Uncertainties in global radiation time series forecasting using machine learning: The multilayer perceptron case
Cyril Voyant,
Gilles Notton,
Christophe Darras,
Alexis Fouilloy and
Fabrice Motte
Energy, 2017, vol. 125, issue C, 248-257
Abstract:
As global solar radiation forecasting is a very important challenge, several methods are devoted to this goal with different levels of accuracy and confidence. In this study we propose to better understand how the uncertainty is propagated in the context of global radiation time series forecasting using machine learning. Indeed we propose to decompose the error considering four kinds of uncertainties: the error due to the measurement, the variability of time series, the machine learning uncertainty and the error related to the horizon.

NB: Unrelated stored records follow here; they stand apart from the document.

use super::KEY_FIELD;
use crate::locales::LocaleSet;

pub const DEFAULT_EXPECTED_TRANSLATIONS: usize = 1;

/// Builds the scratch file content: `count` blocks of `key:` plus one label
/// per locale, separated by a blank line.
pub fn render_template(locales: &LocaleSet, count: usize) -> String {
    let block = render_block(locales);
    vec![block; count].join("\n")
}

fn render_block(locales: &LocaleSet) -> String {
    let mut block = String::new();
    block.push_str(KEY_FIELD);
    block.push_str(":\n");
    for locale in locales {
        block.push_str(&locale.prefix());
        block.push('\n');
    }
    block
}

All these components of the error allow to determinate a global uncertainty generating prediction bands related to the prediction efficiency. We also have defined a reliability index which could be very interesting for the grid manager in order to estimate the validity of predictions. We have experimented this method on a multilayer perceptron which is a popular machine learning technique. We have shown that the global error and its components are essential to quantify in order to estimate the reliability of the model outputs. The described method has been successfully applied to four meteorological stations in Mediterranean area.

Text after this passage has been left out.